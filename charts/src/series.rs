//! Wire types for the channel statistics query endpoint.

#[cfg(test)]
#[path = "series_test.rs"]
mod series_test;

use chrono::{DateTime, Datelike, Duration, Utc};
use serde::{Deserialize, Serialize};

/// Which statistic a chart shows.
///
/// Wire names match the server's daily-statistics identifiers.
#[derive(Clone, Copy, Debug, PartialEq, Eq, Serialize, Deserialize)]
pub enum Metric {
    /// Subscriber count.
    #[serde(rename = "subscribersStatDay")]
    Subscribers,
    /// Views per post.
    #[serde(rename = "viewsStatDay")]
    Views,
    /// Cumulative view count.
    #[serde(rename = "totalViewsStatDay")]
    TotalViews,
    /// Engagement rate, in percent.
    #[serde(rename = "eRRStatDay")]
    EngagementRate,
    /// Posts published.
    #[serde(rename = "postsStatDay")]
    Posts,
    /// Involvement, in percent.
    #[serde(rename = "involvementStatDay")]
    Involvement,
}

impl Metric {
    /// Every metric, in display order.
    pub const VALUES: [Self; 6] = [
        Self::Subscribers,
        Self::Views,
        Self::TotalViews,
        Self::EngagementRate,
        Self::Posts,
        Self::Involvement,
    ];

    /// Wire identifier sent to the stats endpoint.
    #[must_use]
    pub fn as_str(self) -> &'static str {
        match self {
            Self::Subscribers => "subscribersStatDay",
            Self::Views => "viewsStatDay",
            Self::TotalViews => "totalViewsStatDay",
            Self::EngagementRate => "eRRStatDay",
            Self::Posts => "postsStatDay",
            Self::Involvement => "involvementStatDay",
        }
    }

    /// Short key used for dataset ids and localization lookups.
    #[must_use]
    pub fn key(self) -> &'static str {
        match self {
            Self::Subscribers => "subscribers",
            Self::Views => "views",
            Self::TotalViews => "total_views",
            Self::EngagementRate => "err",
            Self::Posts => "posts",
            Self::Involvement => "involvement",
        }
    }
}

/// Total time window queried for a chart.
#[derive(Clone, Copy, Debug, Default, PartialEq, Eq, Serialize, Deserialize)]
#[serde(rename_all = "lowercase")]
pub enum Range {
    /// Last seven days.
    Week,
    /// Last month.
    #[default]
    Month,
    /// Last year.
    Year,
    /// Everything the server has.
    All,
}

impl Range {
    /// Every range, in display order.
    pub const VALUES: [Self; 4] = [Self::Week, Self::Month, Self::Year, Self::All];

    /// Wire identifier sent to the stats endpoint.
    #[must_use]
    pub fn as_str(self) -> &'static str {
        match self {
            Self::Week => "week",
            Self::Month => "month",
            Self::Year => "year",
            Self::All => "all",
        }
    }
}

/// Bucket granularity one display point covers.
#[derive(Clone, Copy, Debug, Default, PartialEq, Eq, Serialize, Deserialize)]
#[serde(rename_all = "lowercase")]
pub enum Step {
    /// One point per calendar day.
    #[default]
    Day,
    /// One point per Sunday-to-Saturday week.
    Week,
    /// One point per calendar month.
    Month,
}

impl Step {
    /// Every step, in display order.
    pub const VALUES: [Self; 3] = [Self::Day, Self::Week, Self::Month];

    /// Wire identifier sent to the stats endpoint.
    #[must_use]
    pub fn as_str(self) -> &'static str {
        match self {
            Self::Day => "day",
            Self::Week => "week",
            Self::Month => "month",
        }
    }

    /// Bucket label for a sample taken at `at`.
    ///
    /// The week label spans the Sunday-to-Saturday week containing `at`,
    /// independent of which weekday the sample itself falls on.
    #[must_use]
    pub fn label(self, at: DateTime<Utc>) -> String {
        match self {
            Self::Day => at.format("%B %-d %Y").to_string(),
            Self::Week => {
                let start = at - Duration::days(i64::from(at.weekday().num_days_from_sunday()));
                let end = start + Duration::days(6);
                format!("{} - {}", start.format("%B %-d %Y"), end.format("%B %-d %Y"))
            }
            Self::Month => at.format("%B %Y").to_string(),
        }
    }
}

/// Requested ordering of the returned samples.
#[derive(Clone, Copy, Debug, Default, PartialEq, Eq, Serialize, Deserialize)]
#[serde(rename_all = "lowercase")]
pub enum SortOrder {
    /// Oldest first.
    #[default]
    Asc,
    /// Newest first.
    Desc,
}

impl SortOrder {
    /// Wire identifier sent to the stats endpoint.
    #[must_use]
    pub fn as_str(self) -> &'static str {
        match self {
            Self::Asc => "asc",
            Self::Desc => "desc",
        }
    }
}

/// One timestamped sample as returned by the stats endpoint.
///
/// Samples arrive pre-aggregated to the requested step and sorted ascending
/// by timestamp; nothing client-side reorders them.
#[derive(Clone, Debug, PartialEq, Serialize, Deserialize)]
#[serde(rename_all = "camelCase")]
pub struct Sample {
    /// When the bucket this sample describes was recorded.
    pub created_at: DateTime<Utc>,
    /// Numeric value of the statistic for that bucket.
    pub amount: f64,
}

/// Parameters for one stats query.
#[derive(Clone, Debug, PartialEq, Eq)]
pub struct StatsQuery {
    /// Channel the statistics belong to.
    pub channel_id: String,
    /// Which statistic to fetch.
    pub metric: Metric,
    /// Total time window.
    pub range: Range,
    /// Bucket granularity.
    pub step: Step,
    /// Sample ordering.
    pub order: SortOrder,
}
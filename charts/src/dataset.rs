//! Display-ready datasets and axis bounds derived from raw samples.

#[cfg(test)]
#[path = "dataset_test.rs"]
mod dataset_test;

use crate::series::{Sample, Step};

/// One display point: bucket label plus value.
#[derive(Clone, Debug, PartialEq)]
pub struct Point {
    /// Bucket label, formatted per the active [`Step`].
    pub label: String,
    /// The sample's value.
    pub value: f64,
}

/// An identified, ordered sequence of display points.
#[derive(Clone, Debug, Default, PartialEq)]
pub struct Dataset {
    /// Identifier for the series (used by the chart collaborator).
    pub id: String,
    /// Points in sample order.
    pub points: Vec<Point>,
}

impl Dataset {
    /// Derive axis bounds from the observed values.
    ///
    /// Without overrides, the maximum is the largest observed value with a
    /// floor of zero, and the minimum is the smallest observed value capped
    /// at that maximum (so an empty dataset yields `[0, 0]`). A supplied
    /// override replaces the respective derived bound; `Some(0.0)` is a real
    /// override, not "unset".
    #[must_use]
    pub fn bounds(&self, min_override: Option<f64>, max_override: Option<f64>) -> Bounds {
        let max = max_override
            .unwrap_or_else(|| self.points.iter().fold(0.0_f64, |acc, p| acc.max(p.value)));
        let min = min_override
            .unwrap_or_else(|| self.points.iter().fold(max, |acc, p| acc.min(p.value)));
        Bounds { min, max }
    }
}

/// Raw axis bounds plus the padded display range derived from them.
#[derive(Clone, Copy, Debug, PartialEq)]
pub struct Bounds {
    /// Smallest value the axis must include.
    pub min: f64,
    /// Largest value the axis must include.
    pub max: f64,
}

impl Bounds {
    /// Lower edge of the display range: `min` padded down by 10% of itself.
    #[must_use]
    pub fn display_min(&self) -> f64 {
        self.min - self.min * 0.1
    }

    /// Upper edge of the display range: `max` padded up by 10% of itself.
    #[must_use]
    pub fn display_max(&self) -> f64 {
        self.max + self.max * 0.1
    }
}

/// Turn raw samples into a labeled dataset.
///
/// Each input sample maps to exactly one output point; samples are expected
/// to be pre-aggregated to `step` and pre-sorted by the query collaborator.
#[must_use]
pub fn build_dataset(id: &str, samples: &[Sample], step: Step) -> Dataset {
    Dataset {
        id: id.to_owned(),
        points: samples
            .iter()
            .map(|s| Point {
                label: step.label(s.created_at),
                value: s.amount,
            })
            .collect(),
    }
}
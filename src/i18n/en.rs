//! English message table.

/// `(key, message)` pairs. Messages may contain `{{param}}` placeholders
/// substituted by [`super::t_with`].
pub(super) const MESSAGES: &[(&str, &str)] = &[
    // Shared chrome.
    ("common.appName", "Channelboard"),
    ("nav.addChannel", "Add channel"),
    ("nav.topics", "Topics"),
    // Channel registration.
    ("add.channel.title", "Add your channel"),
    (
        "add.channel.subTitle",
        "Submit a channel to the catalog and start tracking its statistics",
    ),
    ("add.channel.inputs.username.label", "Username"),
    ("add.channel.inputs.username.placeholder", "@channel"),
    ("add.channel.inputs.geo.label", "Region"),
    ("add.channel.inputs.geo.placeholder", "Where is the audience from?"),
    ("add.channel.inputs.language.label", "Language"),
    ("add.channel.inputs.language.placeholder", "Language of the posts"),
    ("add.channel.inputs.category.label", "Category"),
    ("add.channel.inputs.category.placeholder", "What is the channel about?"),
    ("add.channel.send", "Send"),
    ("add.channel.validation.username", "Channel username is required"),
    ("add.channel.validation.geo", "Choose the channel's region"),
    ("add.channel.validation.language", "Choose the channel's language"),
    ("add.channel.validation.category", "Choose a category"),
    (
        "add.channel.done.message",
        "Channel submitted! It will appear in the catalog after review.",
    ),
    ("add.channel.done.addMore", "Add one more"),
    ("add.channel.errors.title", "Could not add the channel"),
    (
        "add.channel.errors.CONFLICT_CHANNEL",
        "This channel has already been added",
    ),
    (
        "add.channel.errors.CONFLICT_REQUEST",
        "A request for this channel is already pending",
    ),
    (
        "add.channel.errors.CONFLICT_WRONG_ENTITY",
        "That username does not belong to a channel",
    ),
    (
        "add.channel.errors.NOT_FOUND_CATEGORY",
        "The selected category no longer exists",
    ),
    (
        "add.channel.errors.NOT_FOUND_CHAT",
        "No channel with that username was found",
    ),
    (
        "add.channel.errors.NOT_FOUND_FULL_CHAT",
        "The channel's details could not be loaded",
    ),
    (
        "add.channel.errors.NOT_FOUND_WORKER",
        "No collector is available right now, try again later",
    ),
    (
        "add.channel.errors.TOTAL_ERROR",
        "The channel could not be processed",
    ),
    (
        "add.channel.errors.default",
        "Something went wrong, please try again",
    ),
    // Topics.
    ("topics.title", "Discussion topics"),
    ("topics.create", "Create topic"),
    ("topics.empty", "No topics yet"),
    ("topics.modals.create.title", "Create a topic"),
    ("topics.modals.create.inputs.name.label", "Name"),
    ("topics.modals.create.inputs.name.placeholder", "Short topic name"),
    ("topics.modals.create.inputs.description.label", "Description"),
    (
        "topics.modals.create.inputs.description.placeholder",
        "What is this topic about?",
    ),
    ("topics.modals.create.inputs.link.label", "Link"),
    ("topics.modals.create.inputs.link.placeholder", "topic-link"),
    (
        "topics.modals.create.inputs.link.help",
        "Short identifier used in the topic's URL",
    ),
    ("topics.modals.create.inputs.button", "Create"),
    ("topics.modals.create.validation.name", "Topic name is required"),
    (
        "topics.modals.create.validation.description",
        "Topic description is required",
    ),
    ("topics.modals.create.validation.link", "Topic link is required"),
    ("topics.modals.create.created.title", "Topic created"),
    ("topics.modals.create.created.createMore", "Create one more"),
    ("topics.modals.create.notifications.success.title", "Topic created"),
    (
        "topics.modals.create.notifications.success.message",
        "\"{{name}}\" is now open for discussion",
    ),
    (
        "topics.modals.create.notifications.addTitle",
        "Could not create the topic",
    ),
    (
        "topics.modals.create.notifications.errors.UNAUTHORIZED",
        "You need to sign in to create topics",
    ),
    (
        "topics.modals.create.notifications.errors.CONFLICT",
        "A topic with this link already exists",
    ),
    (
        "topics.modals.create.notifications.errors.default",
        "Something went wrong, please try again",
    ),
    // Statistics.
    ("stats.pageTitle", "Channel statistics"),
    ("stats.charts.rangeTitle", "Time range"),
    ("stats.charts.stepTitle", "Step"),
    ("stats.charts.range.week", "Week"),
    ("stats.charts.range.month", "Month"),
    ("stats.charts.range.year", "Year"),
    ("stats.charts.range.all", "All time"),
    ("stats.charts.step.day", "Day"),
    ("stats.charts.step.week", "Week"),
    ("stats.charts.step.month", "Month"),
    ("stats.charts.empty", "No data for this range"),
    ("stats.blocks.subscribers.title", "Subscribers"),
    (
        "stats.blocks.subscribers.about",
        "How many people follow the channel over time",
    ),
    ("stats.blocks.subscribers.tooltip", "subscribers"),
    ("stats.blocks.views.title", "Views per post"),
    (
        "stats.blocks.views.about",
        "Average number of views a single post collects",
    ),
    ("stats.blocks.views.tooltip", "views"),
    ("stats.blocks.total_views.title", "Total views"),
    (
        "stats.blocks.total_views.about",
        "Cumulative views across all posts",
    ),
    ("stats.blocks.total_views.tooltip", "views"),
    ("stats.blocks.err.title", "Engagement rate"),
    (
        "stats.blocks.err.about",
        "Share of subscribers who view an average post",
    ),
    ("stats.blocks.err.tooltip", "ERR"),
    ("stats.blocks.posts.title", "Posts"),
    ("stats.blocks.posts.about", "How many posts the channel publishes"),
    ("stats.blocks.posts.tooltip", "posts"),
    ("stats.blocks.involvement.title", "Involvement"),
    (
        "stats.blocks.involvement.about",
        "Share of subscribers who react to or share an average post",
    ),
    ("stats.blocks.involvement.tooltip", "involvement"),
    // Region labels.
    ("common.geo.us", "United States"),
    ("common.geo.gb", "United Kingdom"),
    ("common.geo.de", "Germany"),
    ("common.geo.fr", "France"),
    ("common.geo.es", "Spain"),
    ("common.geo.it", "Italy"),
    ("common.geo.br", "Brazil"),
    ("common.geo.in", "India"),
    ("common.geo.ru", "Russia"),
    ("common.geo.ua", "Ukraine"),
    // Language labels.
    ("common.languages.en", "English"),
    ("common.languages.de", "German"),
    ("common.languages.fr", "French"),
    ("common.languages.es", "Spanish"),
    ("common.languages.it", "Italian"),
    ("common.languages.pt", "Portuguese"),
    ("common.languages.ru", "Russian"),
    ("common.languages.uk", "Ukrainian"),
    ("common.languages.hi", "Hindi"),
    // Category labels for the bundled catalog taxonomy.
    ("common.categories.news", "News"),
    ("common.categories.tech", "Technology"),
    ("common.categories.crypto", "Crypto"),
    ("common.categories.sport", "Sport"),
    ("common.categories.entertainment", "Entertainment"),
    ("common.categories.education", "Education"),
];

——

Task requirements
Where does the word "DateTime" occur in the records? Return every line that holds it.

Task result
use chrono::{DateTime, Datelike, Duration, Utc};
    pub fn label(self, at: DateTime<Utc>) -> String {
    pub created_at: DateTime<Utc>,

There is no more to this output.